Rigamonti [30] suggested that transient elastography (TEG) may be helpful in diagnosing recurrent disease but the numbers in their series were very small, and there was no comparison with other causes of allograft damage. However, routine use of TEG may help guide the need for liver biopsy.

6.2.1 Factors Contributing to Recurrence

Published series have reached conflicting conclusions for the risk factors for rAIH: this is due, in part at least, to the variable diagnostic criteria for rAIH, the different factors analysed and whether protocol biopsies were taken. Those factors associated with recurrence include the type of immunosuppression, HLA status of donor and/or recipient, severity and type of AIH in the recipient, and the length of follow-up. Levels of autoantibodies (anti-nuclear and anti-smooth muscle) do not seem to be associated with recurrence [24].
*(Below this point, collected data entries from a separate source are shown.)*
//! Core types and data structures for the cash register close-out

use bigdecimal::BigDecimal;
use serde::{Deserialize, Serialize};
use std::collections::BTreeMap;
use std::fmt;
use std::str::FromStr;

/// Default comparison tolerance: one peso.
pub const DEFAULT_TOLERANCE: &str = "0.01";

/// Parse [`DEFAULT_TOLERANCE`] into a decimal.
pub fn default_tolerance() -> BigDecimal {
    // The literal is a valid decimal.
    BigDecimal::from_str(DEFAULT_TOLERANCE).unwrap_or_else(|_| BigDecimal::from(0))
}

/// Identifier of a denomination as assigned by the server
#[derive(
    Debug, Clone, Copy, PartialEq, Eq, PartialOrd, Ord, Hash, Serialize, Deserialize,
)]
#[serde(transparent)]
pub struct DenominationId(pub u64);

impl fmt::Display for DenominationId {
    fn fmt(&self, f: &mut fmt::Formatter<'_>) -> fmt::Result {
        write!(f, "{}", self.0)
    }
}

impl FromStr for DenominationId {
    type Err = ReconciliationError;

    fn from_str(s: &str) -> Result<Self, Self::Err> {
        s.trim()
            .parse::<u64>()
            .map(DenominationId)
            .map_err(|_| {
                ReconciliationError::InvalidDenomination(format!("invalid denomination id '{s}'"))
            })
    }
}

/// Physical form of a denomination
#[derive(Debug, Clone, Copy, PartialEq, Eq, Hash, Serialize, Deserialize)]
pub enum DenominationKind {
    /// Paper bill
    Bill,
    /// Coin
    Coin,
}

impl DenominationKind {
    /// Parse the server's `tipo` field (`BILLETE` / `MONEDA`), case-insensitive
    pub fn from_server_code(code: &str) -> ReconciliationResult<Self> {
        match code.trim().to_uppercase().as_str() {
            "BILLETE" => Ok(DenominationKind::Bill),
            "MONEDA" => Ok(DenominationKind::Coin),
            other => Err(ReconciliationError::InvalidDenomination(format!(
                "unknown denomination kind '{other}'"
            ))),
        }
    }

    /// Server code for this kind
    pub fn server_code(&self) -> &'static str {
        match self {
            DenominationKind::Bill => "BILLETE",
            DenominationKind::Coin => "MONEDA",
        }
    }
}

/// A bill or coin with a fixed face value. Immutable reference data.
#[derive(Debug, Clone, PartialEq, Serialize, Deserialize)]
pub struct Denomination {
    /// Server identifier
    pub id: DenominationId,
    /// Face value in whole pesos
    pub value: BigDecimal,
    /// Bill or coin
    pub kind: DenominationKind,
    /// Optional display label supplied by the server
    pub label: Option<String>,
}

impl Denomination {
    /// Create a new denomination
    pub fn new(id: DenominationId, value: BigDecimal, kind: DenominationKind) -> Self {
        Self {
            id,
            value,
            kind,
            label: None,
        }
    }

    /// Shorthand for a bill
    pub fn bill(id: u64, value: i64) -> Self {
        Self::new(DenominationId(id), BigDecimal::from(value), DenominationKind::Bill)
    }

    /// Shorthand for a coin
    pub fn coin(id: u64, value: i64) -> Self {
        Self::new(DenominationId(id), BigDecimal::from(value), DenominationKind::Coin)
    }

    /// Attach a display label
    pub fn with_label(mut self, label: impl Into<String>) -> Self {
        self.label = Some(label.into());
        self
    }

    /// Subtotal for a quantity of this denomination
    pub fn subtotal(&self, quantity: u64) -> BigDecimal {
        &self.value * &BigDecimal::from(quantity)
    }
}

/// Operator-entered quantities per denomination.
///
/// Only strictly positive quantities are stored; recording zero removes the
/// entry. Ordered by id so serialized payloads are stable.
#[derive(Debug, Clone, Default, PartialEq, Eq, Serialize, Deserialize)]
#[serde(
    from = "BTreeMap<DenominationId, u64>",
    into = "BTreeMap<DenominationId, u64>"
)]
pub struct DenominationCounts(BTreeMap<DenominationId, u64>);

impl DenominationCounts {
    /// Empty count
    pub fn new() -> Self {
        Self::default()
    }

    /// Record a quantity. Zero and negative quantities clear the entry.
    pub fn record(&mut self, id: DenominationId, quantity: i64) {
        match u64::try_from(quantity) {
            Ok(q) => self.insert(id, q),
            Err(_) => {
                self.0.remove(&id);
            }
        }
    }

    /// Set an unsigned quantity; zero clears the entry
    pub fn insert(&mut self, id: DenominationId, quantity: u64) {
        if quantity == 0 {
            self.0.remove(&id);
        } else {
            self.0.insert(id, quantity);
        }
    }

    /// Record a quantity typed by the operator; unparseable text counts as zero
    pub fn record_input(&mut self, id: DenominationId, input: &str) {
        let quantity = crate::utils::money::parse_quantity_input(input);
        self.record(id, quantity);
    }

    /// Quantity for a denomination (zero if absent)
    pub fn quantity(&self, id: DenominationId) -> u64 {
        self.0.get(&id).copied().unwrap_or(0)
    }

    /// Whether no denomination has a positive quantity
    pub fn is_empty(&self) -> bool {
        self.0.is_empty()
    }

    /// Number of denominations with a positive quantity
    pub fn len(&self) -> usize {
        self.0.len()
    }

    /// Keep only the denominations accepted by `keep`
    pub fn retain<F: FnMut(DenominationId) -> bool>(&mut self, mut keep: F) {
        self.0.retain(|id, _| keep(*id));
    }

    /// Iterate over `(id, quantity)` pairs
    pub fn iter(&self) -> impl Iterator<Item = (DenominationId, u64)> + '_ {
        self.0.iter().map(|(id, q)| (*id, *q))
    }

    /// Borrow the underlying map
    pub fn as_map(&self) -> &BTreeMap<DenominationId, u64> {
        &self.0
    }
}

impl FromIterator<(DenominationId, i64)> for DenominationCounts {
    fn from_iter<T: IntoIterator<Item = (DenominationId, i64)>>(iter: T) -> Self {
        let mut counts = Self::new();
        for (id, quantity) in iter {
            counts.record(id, quantity);
        }
        counts
    }
}

// Zero entries in a payload are dropped on the way in.
impl From<BTreeMap<DenominationId, u64>> for DenominationCounts {
    fn from(map: BTreeMap<DenominationId, u64>) -> Self {
        let mut counts = Self::new();
        for (id, quantity) in map {
            counts.insert(id, quantity);
        }
        counts
    }
}

impl From<DenominationCounts> for BTreeMap<DenominationId, u64> {
    fn from(counts: DenominationCounts) -> Self {
        counts.0
    }
}

/// Sign of a variance once the tolerance is applied
#[derive(Debug, Clone, Copy, PartialEq, Eq, Hash, Serialize, Deserialize)]
pub enum VarianceClassification {
    /// More cash than expected
    Surplus,
    /// Less cash than expected
    Shortage,
    /// Within tolerance
    Balanced,
}

/// Counted total minus expected total
#[derive(Debug, Clone, PartialEq, Serialize, Deserialize)]
pub struct Variance {
    /// Signed difference
    pub amount: BigDecimal,
    pub classification: VarianceClassification,
}

impl Variance {
    pub fn is_balanced(&self) -> bool {
        self.classification == VarianceClassification::Balanced
    }
}

/// Point-in-time view of the figures being reconciled
#[derive(Debug, Clone, PartialEq, Serialize, Deserialize)]
pub struct ReconciliationSnapshot {
    /// What the system says should be in the drawer
    pub expected_total: BigDecimal,
    /// Sum of the denomination count
    pub counted_total: BigDecimal,
    /// Declared amount left in the drawer
    pub cash_on_hand: BigDecimal,
    /// Declared amount taken out for safekeeping
    pub cash_stored: BigDecimal,
}

impl ReconciliationSnapshot {
    /// Sum of the two declared amounts
    pub fn declared_total(&self) -> BigDecimal {
        &self.cash_on_hand + &self.cash_stored
    }
}

/// Errors raised while reconciling or submitting a close-out
#[derive(Debug, Clone, PartialEq, thiserror::Error)]
pub enum ReconciliationError {
    #[error("at least one of cash on hand or cash stored must be greater than zero")]
    EmptyDistribution,
    #[error("declared distribution ({declared}) does not match the counted total ({counted})")]
    DistributionMismatch {
        declared: BigDecimal,
        counted: BigDecimal,
    },
    #[error("denomination count ({counted}) does not match cash on hand ({cash_on_hand})")]
    BreakdownMismatch {
        counted: BigDecimal,
        cash_on_hand: BigDecimal,
    },
    #[error("enter a quantity for at least one denomination")]
    NoCountsEntered,
    #[error("network error: {0}")]
    Network(String),
    #[error("server rejected the close-out: {0}")]
    Rejected(String),
    #[error("invalid denomination: {0}")]
    InvalidDenomination(String),
    #[error("invalid amount: {0}")]
    InvalidAmount(String),
    #[error("invalid configuration: {0}")]
    InvalidConfig(String),
}

impl ReconciliationError {
    /// Whether the operator can fix this by correcting input
    pub fn is_recoverable(&self) -> bool {
        matches!(
            self,
            ReconciliationError::EmptyDistribution
                | ReconciliationError::DistributionMismatch { .. }
                | ReconciliationError::BreakdownMismatch { .. }
                | ReconciliationError::NoCountsEntered
        )
    }
}

/// Result type for reconciliation operations
pub type ReconciliationResult<T> = Result<T, ReconciliationError>;

#[cfg(test)]
mod tests {
    use super::*;

    #[test]
    fn test_counts_drop_non_positive_quantities() {
        let mut counts = DenominationCounts::new();
        counts.record(DenominationId(1), 3);
        counts.record(DenominationId(2), 0);
        counts.record(DenominationId(3), -4);

        assert_eq!(counts.len(), 1);
        assert_eq!(counts.quantity(DenominationId(1)), 3);
        assert_eq!(counts.quantity(DenominationId(3)), 0);

        counts.record(DenominationId(1), 0);
        assert!(counts.is_empty());
    }

    #[test]
    fn test_counts_record_input() {
        let mut counts = DenominationCounts::new();
        counts.record_input(DenominationId(7), "12");
        counts.record_input(DenominationId(8), "abc");
        counts.record_input(DenominationId(9), "-2");

        assert_eq!(counts.quantity(DenominationId(7)), 12);
        assert_eq!(counts.len(), 1);
    }

    #[test]
    fn test_kind_from_server_code() {
        assert_eq!(
            DenominationKind::from_server_code("billete").unwrap(),
            DenominationKind::Bill
        );
        assert_eq!(
            DenominationKind::from_server_code("MONEDA").unwrap(),
            DenominationKind::Coin
        );
        assert!(DenominationKind::from_server_code("CHEQUE").is_err());
    }

    #[test]
    fn test_counts_serialize_with_string_keys() {
        let counts: DenominationCounts =
            vec![(DenominationId(4), 2), (DenominationId(12), 5)].into_iter().collect();

        let json = serde_json::to_string(&counts).unwrap();
        assert_eq!(json, r#"{"4":2,"12":5}"#);

        let back: DenominationCounts = serde_json::from_str(&json).unwrap();
        assert_eq!(back, counts);
    }

    #[test]
    fn test_counts_keep_quantities_beyond_u32() {
        let mut counts = DenominationCounts::new();
        counts.record_input(DenominationId(1), "5000000000");

        assert_eq!(counts.quantity(DenominationId(1)), 5_000_000_000);
        assert_eq!(
            Denomination::coin(1, 50).subtotal(counts.quantity(DenominationId(1))),
            BigDecimal::from(250_000_000_000i64)
        );
    }

    #[test]
    fn test_counts_deserialize_drops_zero_entries() {
        let counts: DenominationCounts = serde_json::from_str(r#"{"1":0,"2":3}"#).unwrap();
        assert_eq!(counts.len(), 1);
        assert_eq!(counts.quantity(DenominationId(2)), 3);

        let empty: DenominationCounts = serde_json::from_str(r#"{"7":0}"#).unwrap();
        assert!(empty.is_empty());
    }

    #[test]
    fn test_error_recoverability() {
        assert!(ReconciliationError::EmptyDistribution.is_recoverable());
        assert!(ReconciliationError::NoCountsEntered.is_recoverable());
        assert!(!ReconciliationError::Network("timeout".to_string()).is_recoverable());
        assert!(!ReconciliationError::Rejected("closed".to_string()).is_recoverable());
    }
}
Early weaning off corticosteroids may increase the risk of rAIH. In patients transplanted for AIH most units now continue steroids at a low dose (such as prednisolone 5–7.5 mg/day), although attempts at steroid withdrawal have led to mixed outcomes. One recent study reported that attempts at complete steroid withdrawal 1 year following live donor liver transplantation were unsuccessful [13]. Others have attempted alternative immunosuppression [31]. In a small randomised controlled trial, tacrolimus and prednisolone was compared with mycophenolate mofetil and tacrolimus with steroid withdrawal at 3 months. There was no difference in graft and patient survival, and a better glycemic profile in the steroid-free arm. However, follow-up was short (2 years) and histological findings were not reported. Of those who had recurrence of AIH (17 %) the majority were treated with steroids, with no correlation between steroid weaning and recurrence [12]. A larger study with longer follow-up demonstrated encouraging data on steroid withdrawal, although the recurrence rate at 35 % was high [9]. Protocol biopsies were not performed.

Several studies have quoted high rates of rejection at up to 83 % [15], and a 1.76 times increase risk of recurrence if there was a previous episode of rejection [12]. This observation has not been confirmed in other case control studies, where rejection was not any higher than patients who did not have AIH recurrence (5.11). Therefore, there is no universal acceptance at present that graft rejection has any effect on the risk of recurrence, although some studies suggest that early cellular rejection, unlike late cellular rejection, does not affect long-term outcomes [32].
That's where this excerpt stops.